The rules require the additional 47,000 eligible firms to perform additional checks for senior managers and provide formal statements documenting their responsibilities.
SMCR has been in place for larger financial institutions since 2016 to address failings identified during the financial crisis of 2008.
The 9 December implementation deadline for SMCR will have been an important milestone for advisers all over the country.
There are three main pillars to SMCR: senior managers, certification and conduct rules.
The regime aims to encourage staff to take personal responsibility for their actions, improve conduct at all levels and make sure firms and staff clearly understand and can show who does what.

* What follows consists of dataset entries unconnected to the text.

//! Markup processing: stream a markup file through the template resolver

use std::fs::File;
use std::io::{BufRead, BufReader, BufWriter, Write};
use std::path::Path;

use tracing::debug;

use crate::diagnostics::ErrorLog;
use crate::error::{Result, SsgError};
use crate::template::{Resolution, TemplateResolver};

/// Render `src` into `dest`, replacing marker lines with template contents.
///
/// Open and I/O failures are recorded in `log` and stop processing of this
/// file only; the destination may be left partially written. Returns `true`
/// when the whole file was written.
pub fn process_markup(src: &Path, dest: &Path, log: &mut ErrorLog) -> bool {
    match try_process_markup(src, dest, log) {
        Ok(included) => {
            debug!(src = %src.display(), dest = %dest.display(), included, "rendered markup");
            true
        }
        Err(e) => {
            log.record(&e);
            false
        }
    }
}

/// Returns the number of markers that were replaced
fn try_process_markup(src: &Path, dest: &Path, log: &mut ErrorLog) -> Result<usize> {
    let input = File::open(src).map_err(|source| SsgError::InputOpen {
        path: src.to_path_buf(),
        source,
    })?;
    let output = File::create(dest).map_err(|source| SsgError::OutputOpen {
        path: dest.to_path_buf(),
        source,
    })?;

    let mut reader = BufReader::new(input);
    let mut writer = BufWriter::new(output);
    let write_err = |source| SsgError::Write {
        path: dest.to_path_buf(),
        source,
    };

    let resolver = TemplateResolver::for_file(src);
    let mut line = Vec::new();
    let mut included = 0;
    let mut number = 0;
    loop {
        line.clear();
        let read = reader
            .read_until(b'\n', &mut line)
            .map_err(|source| SsgError::Read {
                path: src.to_path_buf(),
                source,
            })?;
        if read == 0 {
            break;
        }

        number += 1;
        let resolution = resolver.resolve_line_at(&line, number, log);
        if matches!(resolution, Resolution::Included { .. }) {
            included += 1;
        }
        writer.write_all(resolution.output()).map_err(write_err)?;
    }

    writer.flush().map_err(write_err)?;
    Ok(included)
}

FCA executive director of supervision for retail and authorisations Jonathan Davidson says: “The culture and governance of firms is a priority for us and should be for industry too. We expect firms to embed healthy cultures as this will lead to better outcomes for consumers and markets. It should lead to a healthy and fulfilling environment for employees in which diversity and inclusion is the norm. It should also lead to healthy and sustainable returns for businesses.
“The SMCR is an important way to ensure that individuals take personal responsibility and it is a catalyst for driving cultural transformation. It is about the principle of stepping up and taking accountability every day from here on, not just about ticking the box on implementation of the regime. So today is just the starting point for what firms need to do to live the spirit of the regime.”
In a recent interview with Money Marketing, Seven Investment Management’s chief executive Dean Proctor said: “On 9 December SMCR is live in our industry. For myself that obviously carries with it responsibility and liability.
“It has an impact on your firm – not least because there is a cost association in ensuring these things are done. For example, we will hire an individual who is almost fulltime dedicated to ensuring we are fully observant to SMCR. That is therefore a financial impact on the firm.”
Proctor said: “You have got to make sure everyone understands their accountabilities and you have got to make sure you have got the processes in place to ensure those accountabilities can be comprehensively managed and that governance exists.
“We have redone some job descriptions, so we are all clear on the things that we are and aren’t accountable for. These things don’t just happen there has been a fair amount of preparatory work taking place in the background.”
He suggested that rules are not always “black and white” and it can often come down to how they are interpreted.
“But if you have the right intent for conduct and how you do business that becomes a culture thing as well as just a rule thing,” he said.
By 9 December 2020 solo-regulated firms will need to ensure all relevant staff are trained on the conduct rules and how they apply to their roles.
They will also need to make sure all staff in certified roles are “fit and proper” to perform that role and are issued with a certificate.
Firms will be required to submit data to the FCA for the directory of key people working in financial services.